Work instruction
Go to the line that includes "for (index, byte)" and retype it, then every line after it to the end of the data, adding nothing.

Material provided
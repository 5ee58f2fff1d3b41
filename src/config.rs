use std::{fs, path::Path, path::PathBuf};

use derivative::Derivative;
use serde::{Deserialize, Serialize};

use crate::registers::{HARDWARE_REVISION, SOFTWARE_REVISION};

/// Settings for the interaction device itself, not the emulator config it switches between.
#[derive(Derivative, Serialize, Deserialize, Clone)]
#[derivative(Debug, Default, PartialEq)]
#[serde(default)]
pub struct DeviceConfig {
    /// Active emulator config file until the guest loads another one.
    #[derivative(Default(value = "PathBuf::from(\"default.cfg\")"))]
    pub default_config_file: PathBuf,
    /// Longest guest string accepted for a pointer argument, terminator included.
    #[derivative(Default(value = "255"))]
    pub max_string_len: usize,
    #[derivative(Default(value = "HARDWARE_REVISION"))]
    pub hardware_revision: u32,
    #[derivative(Default(value = "SOFTWARE_REVISION"))]
    pub software_revision: u32,
}

impl DeviceConfig {
    pub fn from_json_file(path: impl AsRef<Path>) -> anyhow::Result<Self> {
        let contents = fs::read_to_string(path.as_ref())?;
        let config = serde_json::from_str(&contents)?;
        tracing::info!("[PISTORM-DEV] Loaded device config {:?}", path.as_ref());
        Ok(config)
    }
}
// Reads guest-side strings referenced by pointer registers.
//
// A pointer either lands in a locally backed region, in which case the bytes are
// copied straight out of the host buffer, or it points at memory only the real
// CPU side can see and every byte goes over the bus.

use std::path::PathBuf;

use crate::{error::StringFetchError, region::RegionTable};

/// Raw single-byte reads from the external CPU's address space.
///
/// Must not be called from inside the bridge's own bus service routine.
pub trait BusRead {
    fn read8(&mut self, address: u32) -> u8;
}

/// Copy a NUL-terminated string at `address` into `dest`.
///
/// At most `dest.len()` bytes are read, terminator included. Returns the length
/// without the terminator. On failure `dest` is zeroed.
pub fn grab_string(
    regions: &dyn RegionTable,
    bus: &mut dyn BusRead,
    address: u32,
    dest: &mut [u8],
) -> Result<usize, StringFetchError> {
    let max_len = dest.len();
    let result = match regions.find_by_address(address) {
        Some(region) => {
            tracing::debug!(
                "[GRAB-STRING] ${:08X} is in mapped range '{}', copying from host buffer",
                address,
                region.id
            );
            let src = region.slice_from(address).unwrap_or(&[]);
            copy_terminated(src.iter().copied(), dest).ok_or(if src.len() < max_len {
                StringFetchError::OutOfRegion { address }
            } else {
                StringFetchError::Unterminated { address, max_len }
            })
        }
        None => {
            tracing::debug!(
                "[GRAB-STRING] No mapped range found for ${:08X}, reading over the bus",
                address
            );
            let bytes = (0..max_len as u32).map(|index| bus.read8(address.wrapping_add(index)));
            copy_terminated(bytes, dest).ok_or(StringFetchError::Unterminated { address, max_len })
        }
    };

    if result.is_err() {
        dest.fill(0);
    }
    result
}

/// Fetch the raw bytes of a string of at most `max_len` bytes (terminator included).
pub fn fetch_bytes(
    regions: &dyn RegionTable,
    bus: &mut dyn BusRead,
    address: u32,
    max_len: usize,
) -> Result<Vec<u8>, StringFetchError> {
    let mut buffer = vec![0u8; max_len];
    let len = grab_string(regions, bus, address, &mut buffer)?;
    buffer.truncate(len);
    tracing::debug!(
        "[GRAB-STRING] Grabbed string: {}",
        String::from_utf8_lossy(&buffer)
    );
    Ok(buffer)
}

/// Fetch a string that must be valid UTF-8.
pub fn fetch_string(
    regions: &dyn RegionTable,
    bus: &mut dyn BusRead,
    address: u32,
    max_len: usize,
) -> Result<String, StringFetchError> {
    let bytes = fetch_bytes(regions, bus, address, max_len)?;
    String::from_utf8(bytes).map_err(|_| StringFetchError::InvalidUtf8 { address })
}

/// Fetch a host path. Guest names are taken byte for byte (AmigaOS uses Latin-1).
pub fn fetch_path(
    regions: &dyn RegionTable,
    bus: &mut dyn BusRead,
    address: u32,
    max_len: usize,
) -> Result<PathBuf, StringFetchError> {
    fetch_bytes(regions, bus, address, max_len).map(path_from_bytes)
}

#[cfg(unix)]
fn path_from_bytes(bytes: Vec<u8>) -> PathBuf {
    use std::{ffi::OsString, os::unix::ffi::OsStringExt};

    PathBuf::from(OsString::from_vec(bytes))
}

#[cfg(not(unix))]
fn path_from_bytes(bytes: Vec<u8>) -> PathBuf {
    // Latin-1 maps one to one onto the first 256 code points.
    PathBuf::from(bytes.into_iter().map(char::from).collect::<String>())
}

fn copy_terminated(bytes: impl Iterator<Item = u8>, dest: &mut [u8]) -> Option<usize> {
    for (index, byte) in bytes.take(dest.len()).enumerate() {
        dest[index] = byte;
        if byte == 0 {
            return Some(index);
        }
    }
    None
}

Solution to this exercise
    for (index, byte) in bytes.take(dest.len()).enumerate() {
        dest[index] = byte;
        if byte == 0 {
            return Some(index);
        }
    }
    None
}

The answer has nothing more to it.